Data Vault is the vault β€” the secure, fireproof, auditable repository where every document is stored in its original form. Kimball star schemas are the display cases β€” beautifully organized for visitors. You wouldn't let visitors rummage through the vault, and you wouldn't store originals in a display case. You need both.

πŸ’‘ Interview Insight

"It's not either-or. Data Vault excels at the integration layer with many source systems and regulatory needs. Kimball excels at presentation β€” star schemas are intuitive for BI tools. The pattern: Raw Vault for ingestion, Business Vault for business rules with PIT and Bridge tables, and Kimball-style Information Marts for consumption. Kimball-only for small, stable projects. Add Data Vault when integrating 5-10+ sources or when compliance requires full lineage."

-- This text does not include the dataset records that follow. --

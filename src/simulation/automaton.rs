use crate::error::ConfigError;
use crate::simulation::step::evaluate;
use crate::simulation::{Canvas, Grid, RuleTable, State, TransitionSet};

/// Render colour of a single state. Every channel must lie in `[0, 1]`.
#[derive(Clone, Copy, Debug, PartialEq, Default)]
pub struct Rgb {
    pub r: f32,
    pub g: f32,
    pub b: f32,
}

impl Rgb {
    pub const BLACK: Rgb = Rgb::new(0.0, 0.0, 0.0);
    pub const WHITE: Rgb = Rgb::new(1.0, 1.0, 1.0);

    pub const fn new(r: f32, g: f32, b: f32) -> Self {
        Self { r, g, b }
    }

    pub fn channels(&self) -> [f32; 3] {
        [self.r, self.g, self.b]
    }
}

/// A validated set of per-state rules together with their render colours.
///
/// Build one with [`Automaton::new`]; it cannot be modified afterwards.
#[derive(Debug)]
pub struct Automaton {
    rules: RuleTable,
    colouring: Box<[Rgb]>,
    states: usize,
}

impl Automaton {
    /// Validate and freeze a rule set and its colouring.
    ///
    /// State `n` is described by the rules registered for `n` and coloured by
    /// `colouring[n]`. Checks run in order: matching lengths, at least two
    /// states, colour channels in `[0, 1]`, rule targets in range, and no
    /// undeclared state gaps.
    pub fn new(transitions: TransitionSet, colouring: Vec<Rgb>) -> Result<Self, ConfigError> {
        if transitions.len() != colouring.len() {
            return Err(ConfigError::MismatchedLengths {
                transitions: transitions.len(),
                colouring: colouring.len(),
            });
        }

        let states = colouring.len();
        if states <= 1 {
            return Err(ConfigError::TooFewStates(states));
        }

        for (state, rgb) in colouring.iter().enumerate() {
            for (channel, value) in rgb.channels().into_iter().enumerate() {
                if !(0.0..=1.0).contains(&value) {
                    return Err(ConfigError::ColourOutOfRange {
                        state,
                        channel,
                        value,
                    });
                }
            }
        }

        if let Some((state, rule, target)) = transitions.targets().find(|&(_, _, t)| t >= states) {
            return Err(ConfigError::InvalidTarget {
                state,
                rule,
                target,
                max: states - 1,
            });
        }

        let rules = transitions.freeze()?;
        log::debug!("Built automaton with {} states", states);

        Ok(Self {
            rules,
            colouring: colouring.into_boxed_slice(),
            states,
        })
    }

    /// Number of states this automaton describes
    pub fn count_states(&self) -> usize {
        self.states
    }

    /// Copy of the colouring, `colouring()[n]` being the colour of state `n`
    pub fn colouring(&self) -> Vec<Rgb> {
        self.colouring.to_vec()
    }

    pub fn rules(&self) -> &RuleTable {
        &self.rules
    }

    /// Advance `grid` by one tick.
    ///
    /// Pure with respect to the grid: the input is never modified. Rules that
    /// draw random numbers get a fresh seed each call, so probabilistic
    /// automata are not reproducible through this entry point; use
    /// [`Automaton::step_seeded`] for that.
    pub fn step(&self, grid: &Grid) -> Grid {
        self.step_seeded(grid, rand::random())
    }

    /// Advance `grid` by one tick with every cell's random stream derived
    /// from `seed`. Identical inputs give identical outputs.
    pub fn step_seeded(&self, grid: &Grid, seed: u64) -> Grid {
        evaluate(&self.rules, grid, seed)
    }

    /// Paint `grid` onto `canvas` using this automaton's colouring
    pub fn paint(&self, grid: &Grid, canvas: &Canvas) -> Vec<f32> {
        canvas.paint(grid, &self.colouring)
    }

    /// Whether `state` is a valid index for this automaton
    pub fn contains(&self, state: State) -> bool {
        state < self.states
    }
}

#[cfg(test)]
mod tests {
    use super::*;

    fn flip() -> TransitionSet {
        let mut t = TransitionSet::new();
        t.add_transition(0, 1, |_| true);
        t.add_transition(1, 0, |_| true);
        t
    }

    #[test]
    fn test_new_ok() {
        let a = Automaton::new(flip(), vec![Rgb::BLACK, Rgb::WHITE]).unwrap();
        assert_eq!(a.count_states(), 2);
        assert_eq!(a.rules().len(), 2);
        assert_eq!(a.colouring().len(), 2);
    }

    #[test]
    fn test_empty_rejected() {
        let err = Automaton::new(TransitionSet::new(), vec![]).unwrap_err();
        assert_eq!(err, ConfigError::TooFewStates(0));
    }

    #[test]
    fn test_single_state_rejected() {
        let mut t = TransitionSet::new();
        t.add_fixed_point(0);
        let err = Automaton::new(t, vec![Rgb::BLACK]).unwrap_err();
        assert_eq!(err, ConfigError::TooFewStates(1));
    }

    #[test]
    fn test_mismatched_lengths_rejected() {
        let err = Automaton::new(flip(), vec![Rgb::BLACK]).unwrap_err();
        assert_eq!(
            err,
            ConfigError::MismatchedLengths {
                transitions: 2,
                colouring: 1
            }
        );
    }

    #[test]
    fn test_colour_channels_checked() {
        let err = Automaton::new(flip(), vec![Rgb::BLACK, Rgb::new(0.5, 1.5, 0.0)]).unwrap_err();
        assert_eq!(
            err,
            ConfigError::ColourOutOfRange {
                state: 1,
                channel: 1,
                value: 1.5
            }
        );

        let err = Automaton::new(flip(), vec![Rgb::new(0.0, 0.0, -0.1), Rgb::WHITE]).unwrap_err();
        assert!(matches!(
            err,
            ConfigError::ColourOutOfRange {
                state: 0,
                channel: 2,
                ..
            }
        ));

        assert!(Automaton::new(flip(), vec![Rgb::new(f32::NAN, 0.0, 0.0), Rgb::WHITE]).is_err());
    }

    #[test]
    fn test_invalid_target_rejected() {
        let mut t = flip();
        t.add_transition(1, 2, |_| true);
        let err = Automaton::new(t, vec![Rgb::BLACK, Rgb::WHITE]).unwrap_err();
        assert_eq!(
            err,
            ConfigError::InvalidTarget {
                state: 1,
                rule: 1,
                target: 2,
                max: 1
            }
        );
    }

    #[test]
    fn test_undeclared_gap_rejected() {
        let mut t = TransitionSet::new();
        t.add_transition(0, 2, |_| true);
        t.add_transition(2, 0, |_| true);
        let err = Automaton::new(t, vec![Rgb::BLACK; 3]).unwrap_err();
        assert_eq!(err, ConfigError::UndeclaredState(1));
    }

    #[test]
    fn test_trailing_fixed_point() {
        let mut t = TransitionSet::new();
        t.add_transition(0, 2, |_| true);
        t.add_fixed_point(1).add_fixed_point(2);
        let a = Automaton::new(t, vec![Rgb::BLACK; 3]).unwrap();
        assert_eq!(a.count_states(), 3);
        assert!(a.contains(2));
        assert!(!a.contains(3));
    }

    #[test]
    fn test_colouring_is_a_copy() {
        let a = Automaton::new(flip(), vec![Rgb::BLACK, Rgb::WHITE]).unwrap();
        let mut colours = a.colouring();
        colours[0] = Rgb::new(1.0, 0.0, 0.0);
        assert_eq!(a.colouring()[0], Rgb::BLACK);
    }

    #[test]
    fn test_checkerboard_step() {
        let a = Automaton::new(flip(), vec![Rgb::BLACK, Rgb::WHITE]).unwrap();
        let grid = Grid::from_columns(vec![vec![1, 0], vec![0, 1]]).unwrap();
        let next = a.step(&grid);
        assert_eq!(next, Grid::from_columns(vec![vec![0, 1], vec![1, 0]]).unwrap());
    }
}
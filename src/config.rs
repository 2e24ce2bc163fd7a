use crate::error::ConfigError;
use crate::models::Model;

/// Steps per second once the simulation is running
pub const DEFAULT_FPS: u32 = 10;

/// Logical grid dimensions in cells
pub const DEFAULT_CELLS_X: usize = 128;
pub const DEFAULT_CELLS_Y: usize = 72;

/// Window (and painted buffer) dimensions in pixels
pub const DEFAULT_WINDOW_X: usize = 1280;
pub const DEFAULT_WINDOW_Y: usize = 720;

/// Everything the viewer needs to launch, passed explicitly to the app
#[derive(Clone, Debug, PartialEq)]
pub struct LaunchConfig {
    pub fps: u32,
    pub cells_x: usize,
    pub cells_y: usize,
    pub window_x: usize,
    pub window_y: usize,
    pub model: Model,
    /// Seed for reproducible probabilistic runs; fresh randomness when unset
    pub seed: Option<u64>,
}

impl Default for LaunchConfig {
    fn default() -> Self {
        Self {
            fps: DEFAULT_FPS,
            cells_x: DEFAULT_CELLS_X,
            cells_y: DEFAULT_CELLS_Y,
            window_x: DEFAULT_WINDOW_X,
            window_y: DEFAULT_WINDOW_Y,
            model: Model::Conways,
            seed: None,
        }
    }
}

impl LaunchConfig {
    /// Reject settings the viewer cannot honour: every cell needs at least
    /// one pixel, the window must fit `u32` and steps need a non-zero rate.
    pub fn validate(&self) -> Result<(), ConfigError> {
        if self.fps == 0 {
            return Err(ConfigError::ZeroFps);
        }
        self.window_size()?;
        crate::simulation::Canvas::new(self.cells_x, self.cells_y, self.window_x, self.window_y)?;
        Ok(())
    }

    /// Window dimensions as the `u32` pair winit and wgpu take
    pub fn window_size(&self) -> Result<(u32, u32), ConfigError> {
        match (u32::try_from(self.window_x), u32::try_from(self.window_y)) {
            (Ok(width), Ok(height)) => Ok((width, height)),
            _ => Err(ConfigError::WindowTooLarge {
                width: self.window_x,
                height: self.window_y,
            }),
        }
    }
}

#[cfg(test)]
mod tests {
    use super::*;

    #[test]
    fn test_default_is_valid() {
        assert_eq!(LaunchConfig::default().validate(), Ok(()));
    }

    #[test]
    fn test_zero_fps_rejected() {
        let config = LaunchConfig {
            fps: 0,
            ..LaunchConfig::default()
        };
        assert_eq!(config.validate(), Err(ConfigError::ZeroFps));
    }

    #[test]
    fn test_window_size_converts() {
        assert_eq!(LaunchConfig::default().window_size(), Ok((1280, 720)));
    }

    #[cfg(target_pointer_width = "64")]
    #[test]
    fn test_window_must_fit_u32() {
        let wide = LaunchConfig {
            window_x: u32::MAX as usize + 1,
            ..LaunchConfig::default()
        };
        assert_eq!(
            wide.validate(),
            Err(ConfigError::WindowTooLarge {
                width: u32::MAX as usize + 1,
                height: DEFAULT_WINDOW_Y,
            })
        );

        let tall = LaunchConfig {
            window_y: usize::MAX,
            ..LaunchConfig::default()
        };
        assert!(matches!(tall.window_size(), Err(ConfigError::WindowTooLarge { .. })));
        assert!(tall.validate().is_err());
    }

    #[test]
    fn test_cells_must_fit_window() {
        let config = LaunchConfig {
            cells_y: 800,
            ..LaunchConfig::default()
        };
        assert!(matches!(
            config.validate(),
            Err(ConfigError::CanvasTooSmall { axis: 'y', .. })
        ));
    }
}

πŸ§ͺ Quiz: Test Your Knowledge

Q1: What is the primary purpose of a Hub in Data Vault?

Q2: Why does Data Vault 2.0 use hash keys instead of auto-incrementing surrogates?

Q3: A customer's phone number changes. In Data Vault, what happens?

Q4: Why does Data Vault recommend one Satellite per source system per Hub?

Q5: What problem do Point-in-Time (PIT) tables solve?

Q6: In Data Vault architecture, where do business rules get applied?

Q7: Which architecture fits an enterprise with 15+ sources, regulatory audits, and a Tableau BI team?

🎯 Key Takeaways

1. Structure β‰  Content

Hubs & Links define what exists and how things relate (structure). Satellites define what we know (content). This separation = agility.

2. Hubs Are Immutable

Identity registries for business entities. Once registered, never changed. All descriptions and history β†’ Satellites.

3. Links = Many-to-Many

All relationships modeled as M:N from the start. Status changes tracked in Link Satellites. No painful refactoring later.

4. INSERT-Only History

Satellites capture all history as appends. No UPDATEs, no current flags, no SCD complexity. One Satellite per source per Hub/Link.

5. Hash Keys = Parallelism

Deterministic hashing replaces sequences. Independent parallel loading, distributed joins, idempotent ops. Always UPPER, TRIM, COALESCE before hashing.

6. PIT + Bridge = Performance

PIT tables pre-compute temporal lookups. Bridge tables pre-walk Link relationships. Both sit in the Business Vault layer.

7. DV + Kimball = Best of Both

Raw Vault β†’ Business Vault for integration & audit. Kimball star schemas (Info Marts) for BI consumption. Raw Vault never changes.

8. Know When NOT to Use DV

Small projects, few sources, stable requirements β†’ Kimball-only is simpler. DV shines at 10+ sources with regulatory needs.